Steve Dakhe didn’t know what to expect when he received an urgent call from an ExtraHop customer following an unexpected red team exercise. As it happened, Dakhe, a customer success manager with ExtraHop, had no need to worry; the customer was calling him to explain how well the ExtraHop Reveal(x) network detection and response (NDR) platform performed.
Reveal(x) detected more than a dozen attacker tactics and techniques the red team used, according to the customer’s SOC director. Reveal(x) “lit up like a Christmas tree,” he said, and saw “everything” when attackers installed a command and control (C2) beacon, moved laterally, employed living off the land techniques, and more.
On the First Day of Christmas My Red Team Sent to Me: Social Engineering
The red team exercise began with a social engineering attack in order to bypass the organization’s email security. Members of the red team, pretending to be part of the organization’s IT staff, called employees and asked them to install would-be network speed testing software. A couple of employees took the bait and downloaded malware disguised as the speed testing software onto their computers.
The malware on employees’ computers–which the company’s endpoint security tools didn’t detect–used PowerShell and WMIC to prompt the remote launch of a Cobalt Strike beacon. Reveal(x) immediately picked up on that activity. And when the Cobalt Strike beacon established a command and control (C2) connection, Reveal(x) picked up on that, too.

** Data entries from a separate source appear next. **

//! SQLite-backed Ether.
//!
//! Every write is a single transaction. Reads are a polling "tail -f": each poll selects the
//! rows sent after the consumer's watermark, ordered by `(sent, id)`, then moves the
//! watermark to the last row's timestamp.
//!
//! Known limitation: timestamps are the only cursor and the comparison is strict, so a
//! message committed later with exactly the watermark's timestamp is never yielded.

use async_trait::async_trait;
use chrono::{DateTime, SubsecRound, Utc};
use futures::stream::{self, StreamExt};
use sqlx::{QueryBuilder, Sqlite, SqliteConnection, SqlitePool};
use std::collections::{HashMap, VecDeque};
use std::time::Duration;

use crate::config::{DatabaseConfig, DEFAULT_POLL_INTERVAL_MS};
use crate::db;
use crate::error::{EtherError, Result};
use crate::ether::{Ether, MessageStream, RecvQuery};
use crate::models::{AsyncMessage, Channel, Posting, Trace};

#[derive(Clone)]
pub struct SqliteEther {
    pool: SqlitePool,
    poll_interval: Duration,
}

/// A `messages` row joined with its trace.
#[derive(Debug, sqlx::FromRow)]
struct MessageRow {
    id: i64,
    channel: String,
    message_type: String,
    sender: String,
    contents: Option<String>,
    sent: i64,
    starts_trace: bool,
    trace_id: i64,
    trace_name: String,
    trace_start: i64,
    trace_expiry: i64,
    trace_active: bool,
}

#[derive(Debug, sqlx::FromRow)]
struct TraceRow {
    id: i64,
    name: String,
    start: i64,
    expiry: i64,
    active: bool,
}

impl TraceRow {
    fn into_trace(self) -> Result<Trace> {
        Ok(Trace {
            id: Some(self.id),
            name: self.name,
            start: from_micros(self.start)?,
            expiry: from_micros(self.expiry)?,
            active: self.active,
        })
    }
}

impl MessageRow {
    fn trace_row(&self) -> TraceRow {
        TraceRow {
            id: self.trace_id,
            name: self.trace_name.clone(),
            start: self.trace_start,
            expiry: self.trace_expiry,
            active: self.trace_active,
        }
    }

    /// Project the row, reusing trace projections already seen by this consumer.
    fn into_message(self, traces: &mut HashMap<i64, Trace>) -> Result<AsyncMessage> {
        let trace = match traces.get(&self.trace_id) {
            Some(t) => t.clone(),
            None => {
                let t = self.trace_row().into_trace()?;
                traces.insert(self.trace_id, t.clone());
                t
            }
        };

        Ok(AsyncMessage {
            channel: Channel::new(self.channel),
            message_type: self.message_type,
            sender: self.sender,
            contents: self.contents,
            sources: Vec::new(),
            trace: Some(trace),
            attachments: Vec::new(),
            id: Some(self.id),
            sent_at: Some(from_micros(self.sent)?),
            starts_trace: self.starts_trace,
        })
    }
}

/// Current time at the store's resolution, so callers see what a later read returns.
fn now() -> DateTime<Utc> {
    Utc::now().trunc_subsecs(6)
}

fn to_micros(ts: DateTime<Utc>) -> i64 {
    ts.timestamp_micros()
}

fn from_micros(micros: i64) -> Result<DateTime<Utc>> {
    DateTime::from_timestamp_micros(micros)
        .ok_or_else(|| EtherError::InvalidRow(format!("timestamp out of range: {}", micros)))
}

impl SqliteEther {
    /// Connect to the database at `config.url`, creating it and its schema if needed.
    pub async fn open(config: &DatabaseConfig) -> Result<Self> {
        let pool = db::create_pool(config).await?;
        Self::from_pool(pool).await
    }

    pub async fn from_pool(pool: SqlitePool) -> Result<Self> {
        db::init_schema(&pool).await?;
        Ok(Self {
            pool,
            poll_interval: Duration::from_millis(DEFAULT_POLL_INTERVAL_MS),
        })
    }

    pub fn with_poll_interval(mut self, interval: Duration) -> Self {
        self.poll_interval = interval;
        self
    }

    pub fn pool(&self) -> &SqlitePool {
        &self.pool
    }

    pub fn poll_interval(&self) -> Duration {
        self.poll_interval
    }

    pub async fn trace(&self, id: i64) -> Result<Option<Trace>> {
        let row: Option<TraceRow> =
            sqlx::query_as("SELECT id, name, start, expiry, active FROM traces WHERE id = ?")
                .bind(id)
                .fetch_optional(&self.pool)
                .await?;
        row.map(TraceRow::into_trace).transpose()
    }

    pub async fn posting(&self, name: &str) -> Result<Option<Posting>> {
        let posting: Option<Posting> = sqlx::query_as("SELECT name, type, contents FROM postings WHERE name = ?")
            .bind(name)
            .fetch_optional(&self.pool)
            .await?;
        Ok(posting)
    }

    /// Every channel a message has ever been sent on.
    pub async fn channels(&self) -> Result<Vec<Channel>> {
        let rows: Vec<(String,)> = sqlx::query_as("SELECT name FROM channels ORDER BY name")
            .fetch_all(&self.pool)
            .await?;
        Ok(rows.into_iter().map(|(name,)| Channel::new(name)).collect())
    }

    /// Run a single non-blocking poll and collect the result.
    pub async fn poll(&self, query: &RecvQuery, watermark: DateTime<Utc>) -> Result<Vec<AsyncMessage>> {
        let mut traces = HashMap::new();
        fetch_batch(&self.pool, query, watermark)
            .await?
            .into_iter()
            .map(|row| row.into_message(&mut traces))
            .collect()
    }
}

/// Insert `msg` inside an open transaction. Returns `(id, sent)`.
async fn insert_message(
    conn: &mut SqliteConnection,
    msg: &AsyncMessage,
    trace_id: i64,
    starts_trace: bool,
) -> Result<(i64, DateTime<Utc>)> {
    // The first write takes SQLite's write lock; stamping after it keeps `sent` in commit order.
    sqlx::query("INSERT OR IGNORE INTO channels (name) VALUES (?)")
        .bind(msg.channel.name())
        .execute(&mut *conn)
        .await?;
    let sent = now();

    let id = sqlx::query(
        r#"
        INSERT INTO messages (channel, type, sender, contents, has_attachments, sent, trace_id, starts_trace)
        VALUES (?, ?, ?, ?, ?, ?, ?, ?)
        "#,
    )
    .bind(msg.channel.name())
    .bind(&msg.message_type)
    .bind(&msg.sender)
    .bind(&msg.contents)
    .bind(!msg.attachments.is_empty())
    .bind(to_micros(sent))
    .bind(trace_id)
    .bind(starts_trace)
    .execute(&mut *conn)
    .await?
    .last_insert_rowid();

    Ok((id, sent))
}

fn push_in_filter(qb: &mut QueryBuilder<'_, Sqlite>, column: &str, values: &[String]) {
    if values.is_empty() {
        qb.push(" AND 0");
        return;
    }
    qb.push(" AND ").push(column).push(" IN (");
    let mut list = qb.separated(", ");
    for value in values {
        list.push_bind(value.clone());
    }
    list.push_unseparated(")");
}

async fn fetch_batch(
    pool: &SqlitePool,
    query: &RecvQuery,
    watermark: DateTime<Utc>,
) -> Result<Vec<MessageRow>> {
    let mut qb = QueryBuilder::<Sqlite>::new(
        r#"
        SELECT m.id, m.channel, m.type AS message_type, m.sender, m.contents, m.sent,
               m.starts_trace, m.trace_id,
               t.name AS trace_name, t.start AS trace_start, t.expiry AS trace_expiry,
               t.active AS trace_active
        FROM messages m
        JOIN traces t ON m.trace_id = t.id
        WHERE m.channel = "#,
    );
    qb.push_bind(query.channel.name().to_string());
    qb.push(" AND m.sent > ").push_bind(to_micros(watermark));

    match query.trace_id {
        Some(trace_id) => {
            qb.push(" AND m.trace_id = ").push_bind(trace_id);
        }
        // Ended traces drop out of unscoped reads for good.
        None => {
            qb.push(" AND t.active = 1");
        }
    }

    if let Some(types) = &query.message_types {
        push_in_filter(&mut qb, "m.type", types);
    }
    if let Some(senders) = &query.senders {
        push_in_filter(&mut qb, "m.sender", senders);
    }

    qb.push(" ORDER BY m.sent, m.id");

    let rows = qb.build_query_as::<MessageRow>().fetch_all(pool).await?;
    Ok(rows)
}

/// Cursor state owned by a single `recv` stream.
struct PollState {
    pool: SqlitePool,
    query: RecvQuery,
    watermark: DateTime<Utc>,
    interval: Duration,
    pending: VecDeque<AsyncMessage>,
    traces: HashMap<i64, Trace>,
    polled: bool,
    finished: bool,
}

impl PollState {
    async fn poll(&mut self) -> Result<()> {
        let rows = fetch_batch(&self.pool, &self.query, self.watermark).await?;
        tracing::debug!(
            "Polled {} for {} new messages after {}",
            self.query.channel,
            rows.len(),
            self.watermark
        );

        if let Some(last) = rows.last() {
            self.watermark = from_micros(last.sent)?;
        }
        for row in rows {
            let msg = row.into_message(&mut self.traces)?;
            self.pending.push_back(msg);
        }
        Ok(())
    }
}

fn poll_stream(state: PollState) -> MessageStream {
    stream::unfold(state, |mut st| async move {
        loop {
            if let Some(msg) = st.pending.pop_front() {
                return Some((Ok(msg), st));
            }
            if st.finished {
                return None;
            }
            if st.polled {
                if !st.query.blocking {
                    return None;
                }
                tokio::time::sleep(st.interval).await;
            }
            st.polled = true;

            if let Err(e) = st.poll().await {
                tracing::error!("recv poll on {} failed: {}", st.query.channel, e);
                st.finished = true;
                return Some((Err(e), st));
            }
        }
    })
    .boxed()
}

#[async_trait]
impl Ether for SqliteEther {
    async fn send(&self, msg: &mut AsyncMessage) -> Result<i64> {
        let trace_id = msg.check_sendable()?;

        let mut tx = self.pool.begin().await?;
        let (id, sent) = insert_message(&mut *tx, msg, trace_id, false).await?;
        tx.commit().await?;

        msg.id = Some(id);
        msg.sent_at = Some(sent);
        tracing::debug!("Sent {}", msg);
        Ok(id)
    }

    async fn begin_trace(
        &self,
        name: &str,
        msg: &mut AsyncMessage,
        duration: Duration,
    ) -> Result<Trace> {
        msg.check_can_begin_trace()?;
        let duration = chrono::Duration::from_std(duration)
            .map_err(|e| EtherError::precondition(format!("invalid trace duration: {}", e)))?;

        let mut trace = Trace::new(None, name, now(), duration)?;
        trace.expiry = trace.expiry.trunc_subsecs(6);

        let mut tx = self.pool.begin().await?;
        let trace_id = sqlx::query(
            "INSERT INTO traces (name, start, expiry, active) VALUES (?, ?, ?, ?)",
        )
        .bind(&trace.name)
        .bind(to_micros(trace.start))
        .bind(to_micros(trace.expiry))
        .bind(true)
        .execute(&mut *tx)
        .await?
        .last_insert_rowid();

        let (id, sent) = insert_message(&mut *tx, msg, trace_id, true).await?;
        tx.commit().await?;

        trace.id = Some(trace_id);
        msg.trace = Some(trace.clone());
        msg.id = Some(id);
        msg.sent_at = Some(sent);
        msg.starts_trace = true;

        tracing::info!("Began {} with message {}", trace, id);
        Ok(trace)
    }

    async fn end_trace(&self, trace: &mut Trace) -> Result<()> {
        let id = trace.check_can_end()?;

        let mut tx = self.pool.begin().await?;
        let affected = sqlx::query("UPDATE traces SET active = 0 WHERE id = ? AND active = 1")
            .bind(id)
            .execute(&mut *tx)
            .await?
            .rows_affected();
        tx.commit().await?;

        if affected == 0 {
            return Err(EtherError::precondition(format!(
                "trace {} is unknown or already ended",
                id
            )));
        }

        trace.active = false;
        tracing::info!("Ended trace {}", id);
        Ok(())
    }

    fn recv(&self, query: RecvQuery) -> MessageStream {
        let watermark = query.start_or_now();
        poll_stream(PollState {
            pool: self.pool.clone(),
            query,
            watermark,
            interval: self.poll_interval,
            pending: VecDeque::new(),
            traces: HashMap::new(),
            polled: false,
            finished: false,
        })
    }

    async fn post(&self, posting: &Posting) -> Result<()> {
        let mut tx = self.pool.begin().await?;
        sqlx::query(
            r#"
            INSERT INTO postings (name, type, contents) VALUES (?, ?, ?)
            ON CONFLICT(name) DO UPDATE SET type = excluded.type, contents = excluded.contents
            "#,
        )
        .bind(&posting.name)
        .bind(&posting.kind)
        .bind(&posting.contents)
        .execute(&mut *tx)
        .await?;
        tx.commit().await?;

        tracing::debug!("Posted {}", posting.name);
        Ok(())
    }
}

The 12 TTPs of a Red Team Christmas
One by one, Reveal(x) continued to light up, exposing multiple tell-tale signs of malicious activity –most of which can only be detected on the network–including enumeration, lateral movement, attempts to connect to the organization’s Active Directory domain, RDP scans, RDP remote sessions, new RDP connections to a domain controller, a Shellshock HTTP exploit attempt, Log4Shell injections, DNS zone transfer attempts, a suspicious user agent, LDAP wildcard queries, and data exfiltration.
A week after the social engineering attack, the red team worked with company insiders to attach an unauthorized computing appliance to the network. Through the appliance, the red team used the GetUserSPNs.py attacker tool in an attempt to launch Kerberoasting attacks, but Reveal(x) alerted the security team to those efforts.
Attaching a new appliance to the network may not be the most subtle approach, but the red team generally tried to stay under the radar. Many of the tactics it used are classified as medium risk by Reveal(x) and other security platforms.
For example, Kerberoasting activity earns a risk score 65 on the 100-point scale used in Reveal(x) detections, with 100 representing the highest risk. Ping scans, another frequent tactic used by the red team, rates a 37 on the risk scale. A DNS internal reverse lookup scan is also a 37.
“One of those activities, like a DNS transfer, doesn’t look bad, but along with a ping scan, along with an RDP attempt, it starts to add up,” the SOC director said. “If you put them all together, it begins to look serious.”
Reveal(x): A Gift to Security Teams and a Lump of Coal for Attackers
Reveal(x) not only did a great job on its own, but it also worked well with the organization’s other security infrastructure, according to the SOC director.
“Reveal(x) is a great tool for detecting post-compromise activity,” he said. “It gave us the network visibility and the detections we needed to track and prevent what the red team was trying to do.”